//! Customer notification texts.

use omnom_types::{Order, OrderStatus};

/// Builds the SMS text announcing `order`'s current status.
///
/// Returns an empty string when there is nothing to tell the customer
/// (pending or unrecognized status).
pub fn compose(order: &Order) -> String {
	let name = &order.name;
	match order.status {
		OrderStatus::Confirmed => format!(
			"{}, thanks for ordering at OmNomNom Foods! We are now preparing your food with love and fresh ingredients and will keep you updated.",
			name
		),
		OrderStatus::Delayed => format!(
			"{}, sometimes good things take time! Unfortunately your order is slightly delayed but will be delivered as soon as possible.",
			name
		),
		OrderStatus::Delivered => format!(
			"{}, you can start setting the table! Our driver is on their way with your order! Bon appetit!",
			name
		),
		OrderStatus::Pending | OrderStatus::Unrecognized(_) => String::new(),
	}
}

#[cfg(test)]
mod tests {
	use super::*;
	use omnom_types::OrderId;

	fn order(name: &str, status: &str) -> Order {
		Order {
			id: OrderId::from("0"),
			name: name.to_string(),
			phone: "+319876543210".to_string(),
			items: "1 x Hipster Burger + Fries".to_string(),
			status: OrderStatus::from(status),
		}
	}

	#[test]
	fn test_confirmed_message() {
		let body = compose(&order("Hannah", "confirmed"));
		assert!(body.starts_with("Hannah, "));
		assert!(body.contains("preparing your food"));
	}

	#[test]
	fn test_delayed_message() {
		let body = compose(&order("Mike Madeater", "delayed"));
		assert!(body.starts_with("Mike Madeater, sometimes good things take time!"));
		assert!(body.contains("slightly delayed"));
	}

	#[test]
	fn test_delivered_message() {
		let body = compose(&order("Hannah Hungry", "delivered"));
		assert!(body.contains("Hannah Hungry"));
		assert!(body.contains("Our driver is on their way"));
	}

	#[test]
	fn test_nothing_to_say() {
		assert_eq!(compose(&order("Hannah", "pending")), "");
		assert_eq!(compose(&order("Hannah", "cancelled")), "");
	}
}
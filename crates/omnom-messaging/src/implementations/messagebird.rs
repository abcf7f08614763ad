//! MessageBird SMS gateway.
//!
//! Sends messages through the MessageBird REST API:
//!
//! - `POST {endpoint}/messages`
//! - `Authorization: AccessKey {api_key}`
//! - JSON body `{ "originator": ..., "recipients": [...], "body": ... }`
//!
//! ## Configuration
//!
//! - `api_key` - access key, normally `"${MESSAGEBIRD_API_KEY}"` (required)
//! - `endpoint` - API base URL (default: `https://rest.messagebird.com`)
//! - `timeout_seconds` - request timeout (default: 30)

use crate::{MessagingError, MessagingFactory, MessagingInterface, MessagingRegistry};
use async_trait::async_trait;
use omnom_types::{
	ConfigSchema, Field, FieldType, ImplementationRegistry, Message, MessageReceipt, Schema,
	SecretString, ValidationError,
};
use reqwest::header::AUTHORIZATION;
use serde::Deserialize;
use std::time::Duration;

const DEFAULT_ENDPOINT: &str = "https://rest.messagebird.com";
const DEFAULT_TIMEOUT_SECONDS: u64 = 30;

/// Parsed `[messaging.implementations.messagebird]` section.
#[derive(Debug, Clone, Deserialize)]
pub struct MessageBirdConfig {
	pub api_key: SecretString,
	#[serde(default = "default_endpoint")]
	pub endpoint: String,
	#[serde(default = "default_timeout_seconds")]
	pub timeout_seconds: u64,
}

fn default_endpoint() -> String {
	DEFAULT_ENDPOINT.to_string()
}

fn default_timeout_seconds() -> u64 {
	DEFAULT_TIMEOUT_SECONDS
}

/// Configuration schema for MessageBird.
pub struct MessageBirdSchema;

impl ConfigSchema for MessageBirdSchema {
	fn validate(&self, config: &toml::Value) -> Result<(), ValidationError> {
		let schema = Schema::new(
			vec![Field::new("api_key", FieldType::String).with_validator(|value| {
				match value.as_str() {
					Some(key) if key.trim().is_empty() => Err("api_key cannot be empty".into()),
					_ => Ok(()),
				}
			})],
			vec![
				Field::new("endpoint", FieldType::String).with_validator(|value| {
					match value.as_str() {
						Some(url) if url.starts_with("http://") || url.starts_with("https://") => {
							Ok(())
						},
						_ => Err("endpoint must be an http(s) URL".into()),
					}
				}),
				Field::new(
					"timeout_seconds",
					FieldType::Integer {
						min: Some(1),
						max: Some(300),
					},
				),
			],
		);
		schema.validate(config)
	}
}

/// Body of a successful `POST /messages` response. Only the fields we log.
#[derive(Debug, Deserialize)]
struct MessageBirdMessage {
	id: Option<String>,
	#[serde(default)]
	recipients: MessageBirdRecipients,
}

#[derive(Debug, Default, Deserialize)]
#[serde(rename_all = "camelCase")]
struct MessageBirdRecipients {
	#[serde(default)]
	total_count: usize,
}

/// Body of an error response.
#[derive(Debug, Deserialize)]
struct MessageBirdErrors {
	#[serde(default)]
	errors: Vec<MessageBirdErrorItem>,
}

#[derive(Debug, Deserialize)]
struct MessageBirdErrorItem {
	code: Option<i64>,
	description: String,
	parameter: Option<String>,
}

impl MessageBirdErrors {
	/// Joins the provider's error descriptions into one line.
	fn summary(&self) -> String {
		self.errors
			.iter()
			.map(|e| match (&e.code, &e.parameter) {
				(Some(code), Some(param)) => format!("{} ({}, code {})", e.description, param, code),
				(Some(code), None) => format!("{} (code {})", e.description, code),
				(None, Some(param)) => format!("{} ({})", e.description, param),
				(None, None) => e.description.clone(),
			})
			.collect::<Vec<_>>()
			.join("; ")
	}
}

/// MessageBird REST client.
pub struct MessageBirdMessaging {
	client: reqwest::Client,
	api_key: SecretString,
	messages_url: String,
}

impl MessageBirdMessaging {
	pub fn new(config: MessageBirdConfig) -> Result<Self, MessagingError> {
		let client = reqwest::Client::builder()
			.timeout(Duration::from_secs(config.timeout_seconds))
			.pool_idle_timeout(Duration::from_secs(90))
			.build()
			.map_err(|e| MessagingError::Configuration(format!("HTTP client: {}", e)))?;

		Ok(Self {
			client,
			api_key: config.api_key,
			messages_url: format!("{}/messages", config.endpoint.trim_end_matches('/')),
		})
	}
}

#[async_trait]
impl MessagingInterface for MessageBirdMessaging {
	fn config_schema(&self) -> Box<dyn ConfigSchema> {
		Box::new(MessageBirdSchema)
	}

	async fn send(&self, message: &Message) -> Result<MessageReceipt, MessagingError> {
		tracing::debug!(url = %self.messages_url, "Submitting message to MessageBird");

		let response = self
			.client
			.post(&self.messages_url)
			.header(
				AUTHORIZATION,
				format!("AccessKey {}", self.api_key.expose_secret()),
			)
			.json(message)
			.send()
			.await
			.map_err(|e| MessagingError::Network(e.to_string()))?;

		let status = response.status();
		if !status.is_success() {
			let text = response.text().await.unwrap_or_default();
			let message = serde_json::from_str::<MessageBirdErrors>(&text)
				.ok()
				.filter(|errors| !errors.errors.is_empty())
				.map(|errors| errors.summary())
				.unwrap_or(text);
			return Err(MessagingError::Rejected {
				status: status.as_u16(),
				message,
			});
		}

		let body: MessageBirdMessage = response
			.json()
			.await
			.map_err(|e| MessagingError::InvalidResponse(e.to_string()))?;

		Ok(MessageReceipt {
			id: body.id,
			recipients: body.recipients.total_count,
		})
	}
}

/// Factory function to create a MessageBird gateway from configuration.
pub fn create_messaging(
	config: &toml::Value,
) -> Result<Box<dyn MessagingInterface>, MessagingError> {
	MessageBirdSchema
		.validate(config)
		.map_err(|e| MessagingError::Configuration(format!("Invalid messagebird config: {}", e)))?;

	let parsed: MessageBirdConfig = config
		.clone()
		.try_into()
		.map_err(|e| MessagingError::Configuration(format!("Invalid messagebird config: {}", e)))?;

	Ok(Box::new(MessageBirdMessaging::new(parsed)?))
}

/// Registry for the MessageBird implementation.
pub struct Registry;

impl ImplementationRegistry for Registry {
	const NAME: &'static str = "messagebird";
	type Factory = MessagingFactory;

	fn factory() -> Self::Factory {
		create_messaging
	}
}

impl MessagingRegistry for Registry {}
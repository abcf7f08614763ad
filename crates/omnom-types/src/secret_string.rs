//! Secret string type for API keys.
//!
//! `SecretString` zeroes its memory on drop and redacts itself in `Debug`,
//! `Display` and serialized output, so a gateway API key can travel through
//! configuration structs without leaking into logs.

use serde::{Deserialize, Deserializer, Serialize, Serializer};
use std::fmt;
use zeroize::Zeroizing;

const REDACTED: &str = "***REDACTED***";

/// A string that is wiped on drop and never printed.
#[derive(Clone)]
pub struct SecretString(Zeroizing<String>);

impl SecretString {
	pub fn new(s: impl Into<String>) -> Self {
		Self(Zeroizing::new(s.into()))
	}

	/// Exposes the secret value.
	///
	/// Only call this where the value leaves the process, such as building
	/// an authorization header.
	pub fn expose_secret(&self) -> &str {
		&self.0
	}

	pub fn is_empty(&self) -> bool {
		self.0.is_empty()
	}
}

impl fmt::Debug for SecretString {
	fn fmt(&self, f: &mut fmt::Formatter<'_>) -> fmt::Result {
		write!(f, "SecretString({})", REDACTED)
	}
}

impl fmt::Display for SecretString {
	fn fmt(&self, f: &mut fmt::Formatter<'_>) -> fmt::Result {
		f.write_str(REDACTED)
	}
}

impl From<String> for SecretString {
	fn from(s: String) -> Self {
		Self::new(s)
	}
}

impl From<&str> for SecretString {
	fn from(s: &str) -> Self {
		Self::new(s)
	}
}

impl PartialEq for SecretString {
	fn eq(&self, other: &Self) -> bool {
		self.0.as_str() == other.0.as_str()
	}
}

impl Eq for SecretString {}

impl Serialize for SecretString {
	fn serialize<S>(&self, serializer: S) -> Result<S::Ok, S::Error>
	where
		S: Serializer,
	{
		serializer.serialize_str(REDACTED)
	}
}

impl<'de> Deserialize<'de> for SecretString {
	fn deserialize<D>(deserializer: D) -> Result<Self, D::Error>
	where
		D: Deserializer<'de>,
	{
		String::deserialize(deserializer).map(SecretString::new)
	}
}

──────────────────────────────

PROBLEM REQUIREMENTS - Work out the count of lines in the data above containing the string "other". Give it alone.

ANSWER FOR THIS EXERCISE - 2